//! One-way notifications from a background worker to any number of observers.

use std::path::PathBuf;
use std::sync::{Arc, Mutex};
use std::time::Duration;

use crossbeam_channel::{Receiver, Sender, TrySendError};
use serde::{Deserialize, Serialize};
use tracing::trace;

const DEFAULT_CAPACITY: usize = 1024;
const TERMINAL_WAIT: Duration = Duration::from_secs(5);

/// Channel a textual message belongs to
#[derive(Debug, Clone, Copy, PartialEq, Eq, Serialize, Deserialize)]
pub enum InfoSection {
    Run = 0,
    Layer = 1,
    Warning = 2,
    Error = 3,
    External = 4,
}

impl InfoSection {
    /// Numeric section id carried alongside the message
    pub fn id(self) -> u8 {
        self as u8
    }
}

/// Terminal state of a run
#[derive(Debug, Clone, PartialEq, Serialize, Deserialize)]
pub enum Outcome {
    Success { files: Vec<PathBuf> },
    Failure { message: String },
    Cancelled,
}

impl Outcome {
    pub fn is_success(&self) -> bool {
        matches!(self, Outcome::Success { .. })
    }
}

/// Events sent from the worker to observers
#[derive(Debug, Clone, PartialEq, Serialize, Deserialize)]
pub enum Event {
    /// Overall progress in percent
    Progress(u8),
    /// A human readable message
    Info { message: String, section: InfoSection },
    /// The run is over
    Finished(Outcome),
}

/// Fan-out publisher for [`Event`]s.
///
/// Interim events are fire-and-forget: a subscriber whose buffer is full
/// misses them. Each buffer keeps one slot that only the terminal event may
/// use, so a run's [`Event::Finished`] always gets through.
#[derive(Debug, Clone)]
pub struct EventBus {
    subscribers: Arc<Mutex<Vec<Sender<Event>>>>,
    capacity: usize,
}

impl Default for EventBus {
    fn default() -> Self {
        Self::new()
    }
}

impl EventBus {
    pub fn new() -> Self {
        Self::with_capacity(DEFAULT_CAPACITY)
    }

    /// Create a bus whose subscribers buffer at most `capacity` events
    pub fn with_capacity(capacity: usize) -> Self {
        Self {
            subscribers: Arc::new(Mutex::new(Vec::new())),
            capacity: capacity.max(1),
        }
    }

    /// Register a new observer
    pub fn subscribe(&self) -> Receiver<Event> {
        let (tx, rx) = crossbeam_channel::bounded(self.capacity + 1);
        self.with_subscribers(|subscribers| subscribers.push(tx));
        rx
    }

    pub fn progress(&self, percent: u8) {
        self.publish(Event::Progress(percent.min(100)));
    }

    pub fn info(&self, message: impl Into<String>, section: InfoSection) {
        self.publish(Event::Info {
            message: message.into(),
            section,
        });
    }

    /// Deliver the terminal event
    pub fn finish(&self, outcome: Outcome) {
        let event = Event::Finished(outcome);
        self.with_subscribers(|subscribers| {
            subscribers.retain(|tx| match tx.try_send(event.clone()) {
                Ok(()) => true,
                // Only when earlier terminal events were never read
                Err(TrySendError::Full(event)) => tx.send_timeout(event, TERMINAL_WAIT).is_ok(),
                Err(TrySendError::Disconnected(_)) => false,
            });
        });
    }

    fn publish(&self, event: Event) {
        self.with_subscribers(|subscribers| {
            subscribers.retain(|tx| {
                if tx.len() >= self.capacity {
                    trace!("Subscriber is behind, dropping {:?}", event);
                    return true;
                }
                match tx.try_send(event.clone()) {
                    Ok(()) => true,
                    Err(TrySendError::Full(_)) => {
                        trace!("Subscriber is behind, dropping {:?}", event);
                        true
                    }
                    Err(TrySendError::Disconnected(_)) => false,
                }
            });
        });
    }

    fn with_subscribers(&self, f: impl FnOnce(&mut Vec<Sender<Event>>)) {
        match self.subscribers.lock() {
            Ok(mut subscribers) => f(&mut subscribers),
            Err(poisoned) => f(&mut poisoned.into_inner()),
        }
    }
}
use clap::{Parser, Subcommand};
use color_eyre::eyre::{Result, eyre};
use conefor_cli::{ProjectConfig, conefor_pairs};
use conefor_common::{Event, EventBus, InfoSection, Outcome, Settings};
use conefor_driver::ConeforDriver;
use conefor_inputs::{Crs, Processor, RunReport, io};
use crossbeam_channel::Receiver;
use std::path::{Path, PathBuf};
use std::thread;
use tracing::{debug, error, info, warn};
use tracing_subscriber::{self, EnvFilter};

#[derive(Parser)]
#[command(author, version, about, long_about = None)]
struct Cli {
    /// Settings file remembering the last output directory and selection mode
    #[arg(long, global = true, default_value = "conefor-inputs.toml")]
    settings: PathBuf,
    #[command(subcommand)]
    command: Commands,
}

#[derive(Subcommand)]
enum Commands {
    /// Generate Conefor inputs for the layers of a project file
    Process {
        /// Path to the TOML or JSON project file
        #[arg(short, long)]
        config: PathBuf,
        /// Output directory, overriding the project file
        #[arg(short, long)]
        output_dir: Option<PathBuf>,
        /// Only process selected features
        #[arg(long, conflicts_with = "all")]
        selected: bool,
        /// Process every feature, ignoring selections
        #[arg(long)]
        all: bool,
        /// Run Conefor on the generated files afterwards
        #[arg(long)]
        run_conefor: bool,
    },
    /// List the fields of a GeoJSON layer
    Fields {
        #[arg(short, long)]
        layer: PathBuf,
        /// Only list fields usable as node ids
        #[arg(long)]
        unique: bool,
    },
    /// Print the JSON schema of the project file
    Schema,
    /// Show or update the saved settings
    Settings {
        #[arg(long)]
        output_dir: Option<PathBuf>,
        #[arg(long)]
        only_selected: Option<bool>,
    },
}

fn main() -> Result<()> {
    color_eyre::install()?;

    tracing_subscriber::fmt()
        .with_env_filter(
            EnvFilter::try_from_default_env()
                .unwrap_or_else(|_| EnvFilter::new("info"))
        )
        .init();

    let cli = Cli::parse();

    match &cli.command {
        Commands::Process {
            config,
            output_dir,
            selected,
            all,
            run_conefor,
        } => {
            let selection = match (selected, all) {
                (true, _) => Some(true),
                (_, true) => Some(false),
                _ => None,
            };
            process_project(&cli.settings, config, output_dir.clone(), selection, *run_conefor)?;
        }
        Commands::Fields { layer, unique } => {
            list_fields(layer, *unique)?;
        }
        Commands::Schema => {
            println!("{}", ProjectConfig::json_schema()?);
        }
        Commands::Settings {
            output_dir,
            only_selected,
        } => {
            update_settings(&cli.settings, output_dir.as_deref(), *only_selected)?;
        }
    }

    Ok(())
}

fn process_project(
    settings_path: &Path,
    config_path: &Path,
    output_dir: Option<PathBuf>,
    selection: Option<bool>,
    run_conefor: bool,
) -> Result<()> {
    let mut settings = Settings::load(settings_path)?;
    let project = ProjectConfig::from_file(config_path)?;
    info!("Loaded project from {}", config_path.display());

    let output_dir = match output_dir {
        Some(dir) => dir,
        None => project.resolve_output_dir(settings.last_output_dir())?,
    };
    let use_selected = selection
        .or(project.use_selected)
        .unwrap_or_else(|| settings.only_selected());

    let layers = project.parameters()?;
    let mut processor = Processor::new(&output_dir).use_selected(use_selected);
    if let Some(crs) = &project.project_crs {
        processor = processor.project_crs(crs.clone());
    }

    let events = processor.subscribe();
    let worker = processor.spawn(layers);
    relay_events(&events);
    let report = worker
        .join()
        .map_err(|_| eyre!("processing thread panicked"))?;

    settings.set_last_output_dir(&output_dir);
    settings.set_only_selected(use_selected);
    settings.save(settings_path)?;

    print_report(&report);
    if let Outcome::Failure { message } = &report.outcome {
        return Err(eyre!("processing failed: {}", message));
    }
    if report.outcome == Outcome::Cancelled {
        return Err(eyre!("processing was cancelled"));
    }

    if run_conefor {
        run_conefor_on(&project, &report, &output_dir)?;
    }

    Ok(())
}

/// Log worker events until the run finishes
fn relay_events(events: &Receiver<Event>) {
    let mut last_logged = 0;
    for event in events.iter() {
        match event {
            Event::Progress(percent) => {
                if percent >= last_logged + 10 || percent < last_logged {
                    info!("Progress: {}%", percent);
                    last_logged = percent;
                } else {
                    debug!("Progress: {}%", percent);
                }
            }
            Event::Info { message, section } => log_info(&message, section),
            Event::Finished(_) => break,
        }
    }
}

fn log_info(message: &str, section: InfoSection) {
    match section {
        InfoSection::Warning => warn!("{}", message),
        InfoSection::Error => error!("{}", message),
        InfoSection::External => info!("conefor: {}", message),
        InfoSection::Run | InfoSection::Layer => info!("{}", message),
    }
}

fn print_report(report: &RunReport) {
    for file in &report.files {
        println!("{}\t{}\t{}", file.layer, file.kind, file.path.display());
    }
}

fn run_conefor_on(project: &ProjectConfig, report: &RunReport, output_dir: &Path) -> Result<()> {
    let conefor = project
        .conefor
        .as_ref()
        .ok_or_else(|| eyre!("--run-conefor needs a [conefor] section in the project file"))?;

    let driver = match &conefor.executable {
        Some(path) => ConeforDriver::with_path(path)?,
        None => ConeforDriver::find()?,
    };

    let pairs = conefor_pairs(&report.files);
    if pairs.is_empty() {
        warn!("No node and connection file pair to run Conefor on");
        return Ok(());
    }

    let bus = EventBus::new();
    let events = bus.subscribe();
    let relay = thread::spawn(move || {
        for event in events.iter() {
            if let Event::Info { message, section } = event {
                log_info(&message, section);
            }
        }
    });

    let mut result = Ok(());
    for (node_file, connection_file) in &pairs {
        info!(
            "Running Conefor on {} and {}",
            node_file.display(),
            connection_file.display()
        );
        let options = conefor.options(node_file, connection_file);
        match driver.run(&options, output_dir, &bus) {
            Ok(files) => {
                for file in files {
                    println!("conefor\t{}", file.display());
                }
            }
            Err(e) => {
                result = Err(e);
                break;
            }
        }
    }

    drop(bus);
    let _ = relay.join();
    Ok(result?)
}

fn list_fields(path: &Path, unique: bool) -> Result<()> {
    let layer = io::load_layer(path, Crs::wgs84())?;
    let fields = if unique {
        conefor_inputs::get_unique_numeric_fields(&layer)
    } else {
        conefor_inputs::fields_of(&layer)
    };
    for field in fields {
        println!("{}", field);
    }
    Ok(())
}

fn update_settings(path: &Path, output_dir: Option<&Path>, only_selected: Option<bool>) -> Result<()> {
    let mut settings = Settings::load(path)?;
    let changed = output_dir.is_some() || only_selected.is_some();

    if let Some(dir) = output_dir {
        settings.set_last_output_dir(dir);
    }
    if let Some(only_selected) = only_selected {
        settings.set_only_selected(only_selected);
    }
    if changed {
        settings.save(path)?;
        info!("Saved settings to {}", path.display());
    }

    match settings.last_output_dir() {
        Some(dir) => println!("last_output_dir\t{}", dir.display()),
        None => println!("last_output_dir\t"),
    }
    println!("only_selected\t{}", settings.only_selected());
    Ok(())
}
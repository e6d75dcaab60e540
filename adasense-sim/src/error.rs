//! Error types for the simulator

use adasense::AdasenseError;
use thiserror::Error;

/// Result type alias for simulator operations
pub type Result<T> = std::result::Result<T, SimError>;

/// Errors raised while generating data or running a simulation
#[derive(Error, Debug)]
pub enum SimError {
    /// Failure inside the sampling or codec library
    #[error("AdaSense error: {0}")]
    Adasense(#[from] AdasenseError),

    /// A signal pattern has parameters no distribution accepts
    #[error("Invalid pattern: {0}")]
    InvalidPattern(String),

    /// Class feature count does not match the others
    #[error("Class '{label}' has {actual} features, expected {expected}")]
    FeatureMismatch {
        label: String,
        expected: usize,
        actual: usize,
    },

    /// Dataset sequences are not the length the policy was built for
    #[error("Policy expects sequences of length {expected}, dataset has {actual}")]
    SequenceLength { expected: usize, actual: usize },

    /// No classes were given
    #[error("Dataset needs at least one class")]
    NoClasses,

    /// Report serialization failure
    #[error("JSON error: {0}")]
    Json(#[from] serde_json::Error),

    /// Report output failure
    #[error("IO error: {0}")]
    Io(#[from] std::io::Error),
}
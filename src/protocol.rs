//! Protocol definitions for AdaSense
//!
//! This module defines the core types shared by the policies and the codec:
//! - Wire constants (widths, shift range, length prefix)
//! - Encoding and encryption modes
//! - The `Measurements` matrix
//! - Collected-index validation and bitmap packing

use crate::bits::{BitReader, BitWriter};
use crate::error::{ConfigError, Result, ShapeError};
use serde::{Deserialize, Serialize};
use std::fmt;
use std::str::FromStr;

/// Bits in a byte
pub const BITS_PER_BYTE: u32 = 8;

/// Default global bit width for standard messages
pub const BIT_WIDTH: u32 = 16;

/// Smallest width the group planner assigns
pub const MIN_WIDTH: u32 = 5;

/// Largest width the group planner assigns
pub const MAX_WIDTH: u32 = 16;

/// Bits used for a group width on the wire (stored as `width - 1`)
pub const WIDTH_BITS: u32 = 5;

/// Largest width a group table entry can carry. The all-ones width code
/// terminates the table.
pub const MAX_GROUP_WIDTH: u32 = (1 << WIDTH_BITS) - 1;

/// Bits used for a group shift on the wire (two's complement)
pub const SHIFT_BITS: u32 = 3;

/// Smallest group shift
pub const MIN_SHIFT: i32 = -(1 << (SHIFT_BITS - 1));

/// Largest group shift
pub const MAX_SHIFT: i32 = (1 << (SHIFT_BITS - 1)) - 1;

/// Largest supported fractional precision
pub const MAX_PRECISION: u32 = 31;

/// Length prefix added by the transport in front of every message
pub const LENGTH_SIZE: usize = 2;

/// AES block size in bytes
pub const AES_BLOCK_SIZE: usize = 16;

/// ChaCha20 nonce length in bytes
pub const CHACHA_NONCE_LEN: usize = 12;

/// Margin added to the target of the non-adaptive policies
pub const MARGIN: f64 = 0.005;

/// Seed used for policy generators when none is configured
pub const DEFAULT_SEED: u64 = 78362;

/// How collected measurements are serialized
#[derive(Debug, Clone, Copy, PartialEq, Eq, Hash, Default, Serialize, Deserialize)]
#[serde(rename_all = "SCREAMING_SNAKE_CASE")]
pub enum EncodingMode {
    /// Single global width, bitmap of collected indices
    #[default]
    Standard,
    /// Per-group widths sized to a byte budget
    Group,
}

impl EncodingMode {
    /// Upper-case name, as reported in policy summaries
    pub fn as_str(&self) -> &'static str {
        match self {
            EncodingMode::Standard => "STANDARD",
            EncodingMode::Group => "GROUP",
        }
    }
}

impl fmt::Display for EncodingMode {
    fn fmt(&self, f: &mut fmt::Formatter<'_>) -> fmt::Result {
        f.write_str(self.as_str())
    }
}

impl FromStr for EncodingMode {
    type Err = ConfigError;

    fn from_str(s: &str) -> std::result::Result<Self, Self::Err> {
        match s.to_ascii_lowercase().as_str() {
            "standard" => Ok(EncodingMode::Standard),
            "group" => Ok(EncodingMode::Group),
            _ => Err(ConfigError::UnknownEncoding(s.to_string())),
        }
    }
}

/// Encryption applied by the transport after encoding.
///
/// Only affects byte-budget arithmetic; the codec itself is unaware of it.
#[derive(Debug, Clone, Copy, PartialEq, Eq, Hash, Default, Serialize, Deserialize)]
#[serde(rename_all = "SCREAMING_SNAKE_CASE")]
pub enum EncryptionMode {
    /// Stream cipher: length preserving, prepends a nonce
    #[default]
    Stream,
    /// Block cipher: pads to a multiple of the block size
    Block,
}

impl EncryptionMode {
    /// Cipher block size in bytes (1 for stream ciphers)
    pub fn block_size(&self) -> usize {
        match self {
            EncryptionMode::Stream => 1,
            EncryptionMode::Block => AES_BLOCK_SIZE,
        }
    }

    /// Nonce bytes sent alongside the ciphertext
    pub fn nonce_len(&self) -> usize {
        match self {
            EncryptionMode::Stream => CHACHA_NONCE_LEN,
            EncryptionMode::Block => 0,
        }
    }

    /// Upper-case name, as reported in policy summaries
    pub fn as_str(&self) -> &'static str {
        match self {
            EncryptionMode::Stream => "STREAM",
            EncryptionMode::Block => "BLOCK",
        }
    }
}

impl fmt::Display for EncryptionMode {
    fn fmt(&self, f: &mut fmt::Formatter<'_>) -> fmt::Result {
        f.write_str(self.as_str())
    }
}

impl FromStr for EncryptionMode {
    type Err = ConfigError;

    fn from_str(s: &str) -> std::result::Result<Self, Self::Err> {
        match s.to_ascii_lowercase().as_str() {
            "stream" => Ok(EncryptionMode::Stream),
            "block" => Ok(EncryptionMode::Block),
            _ => Err(ConfigError::UnknownEncryption(s.to_string())),
        }
    }
}

/// Row-major matrix of measurements: one row per time step, one column per
/// feature.
#[derive(Debug, Clone, PartialEq, Default)]
pub struct Measurements {
    num_features: usize,
    values: Vec<f64>,
}

impl Measurements {
    /// Build from flat row-major values
    pub fn new(num_features: usize, values: Vec<f64>) -> Result<Self> {
        if num_features == 0 || values.len() % num_features != 0 {
            return Err(ShapeError::RaggedData {
                len: values.len(),
                num_features,
            }
            .into());
        }
        Ok(Self {
            num_features,
            values,
        })
    }

    /// Build from values already known to be a whole number of rows
    pub(crate) fn from_raw(num_features: usize, values: Vec<f64>) -> Self {
        debug_assert!(num_features == 0 || values.len() % num_features == 0);
        Self {
            num_features,
            values,
        }
    }

    /// Empty matrix with a fixed feature count
    pub fn empty(num_features: usize) -> Self {
        Self {
            num_features,
            values: Vec::new(),
        }
    }

    /// Build from rows; every row must have the same length
    pub fn from_rows<R: AsRef<[f64]>>(rows: &[R]) -> Result<Self> {
        let num_features = rows.first().map(|r| r.as_ref().len()).unwrap_or(0);
        if num_features == 0 {
            return Err(ShapeError::RaggedData {
                len: 0,
                num_features: 0,
            }
            .into());
        }

        let mut matrix = Self::empty(num_features);
        for row in rows {
            matrix.push_row(row.as_ref())?;
        }
        Ok(matrix)
    }

    /// Append one measurement
    pub fn push_row(&mut self, row: &[f64]) -> Result<()> {
        if row.len() != self.num_features {
            return Err(ShapeError::FeatureMismatch {
                expected: self.num_features,
                actual: row.len(),
            }
            .into());
        }
        self.values.extend_from_slice(row);
        Ok(())
    }

    /// Number of measurements (rows)
    pub fn len(&self) -> usize {
        self.values.len() / self.num_features.max(1)
    }

    /// True when there are no rows
    pub fn is_empty(&self) -> bool {
        self.values.is_empty()
    }

    /// Features per measurement
    pub fn num_features(&self) -> usize {
        self.num_features
    }

    /// Row `idx`
    pub fn row(&self, idx: usize) -> &[f64] {
        let start = idx * self.num_features;
        &self.values[start..start + self.num_features]
    }

    /// Iterate over rows
    pub fn rows(&self) -> impl Iterator<Item = &[f64]> {
        self.values.chunks_exact(self.num_features.max(1))
    }

    /// Flat row-major values
    pub fn as_slice(&self) -> &[f64] {
        &self.values
    }

    /// Consume into flat row-major values
    pub fn into_values(self) -> Vec<f64> {
        self.values
    }

    /// Keep only the first `rows` measurements
    pub fn truncate(&mut self, rows: usize) {
        self.values.truncate(rows * self.num_features);
    }

    /// Copy of the rows selected by `indices`
    pub fn select(&self, indices: &[usize]) -> Self {
        let mut values = Vec::with_capacity(indices.len() * self.num_features);
        for &idx in indices {
            values.extend_from_slice(self.row(idx));
        }
        Self {
            num_features: self.num_features,
            values,
        }
    }
}

/// Number of measurements a target fraction asks for: `ceil(target * T)`,
/// capped at `T`.
pub fn target_count(target: f64, seq_length: usize) -> usize {
    // Tolerance so that e.g. 0.3 * 10 does not round up to 4
    let exact = target * seq_length as f64;
    let count = (exact - 1e-9).ceil().max(0.0) as usize;
    count.min(seq_length)
}

/// Check that collected indices match the measurements and the sequence.
pub fn validate_indices(
    measurements: &Measurements,
    collected_indices: &[usize],
    seq_length: usize,
) -> Result<()> {
    if measurements.len() != collected_indices.len() {
        return Err(ShapeError::IndexCountMismatch {
            measurements: measurements.len(),
            indices: collected_indices.len(),
        }
        .into());
    }

    for (position, &index) in collected_indices.iter().enumerate() {
        if index >= seq_length {
            return Err(ShapeError::IndexOutOfRange { index, seq_length }.into());
        }
        if position > 0 && collected_indices[position - 1] >= index {
            return Err(ShapeError::UnsortedIndices { position }.into());
        }
    }

    Ok(())
}

/// Append a `seq_length`-bit bitmap with a one at every collected index.
pub fn write_bitmap(writer: &mut BitWriter, collected_indices: &[usize], seq_length: usize) {
    let mut next = collected_indices.iter().peekable();
    for idx in 0..seq_length {
        let collected = next.peek().map(|&&i| i == idx).unwrap_or(false);
        if collected {
            next.next();
        }
        writer.write_bool(collected);
    }
}

/// Read a `seq_length`-bit bitmap back into collected indices.
pub fn read_bitmap(reader: &mut BitReader<'_>, seq_length: usize) -> Result<Vec<usize>> {
    let mut indices = Vec::new();
    for idx in 0..seq_length {
        if reader.read_bool()? {
            indices.push(idx);
        }
    }
    Ok(indices)
}

/// Bytes used by a `seq_length`-bit bitmap
pub fn bitmap_bytes(seq_length: usize) -> usize {
    seq_length.div_ceil(BITS_PER_BYTE as usize)
}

# # # # #

Reproduce the listing word for word from its first line up to and including the line with "pub enum InfoSection". Give no other lines.

//! One-way notifications from a background worker to any number of observers.

use std::path::PathBuf;
use std::sync::{Arc, Mutex};
use std::time::Duration;

use crossbeam_channel::{Receiver, Sender, TrySendError};
use serde::{Deserialize, Serialize};
use tracing::trace;

const DEFAULT_CAPACITY: usize = 1024;
const TERMINAL_WAIT: Duration = Duration::from_secs(5);

/// Channel a textual message belongs to
#[derive(Debug, Clone, Copy, PartialEq, Eq, Serialize, Deserialize)]
pub enum InfoSection {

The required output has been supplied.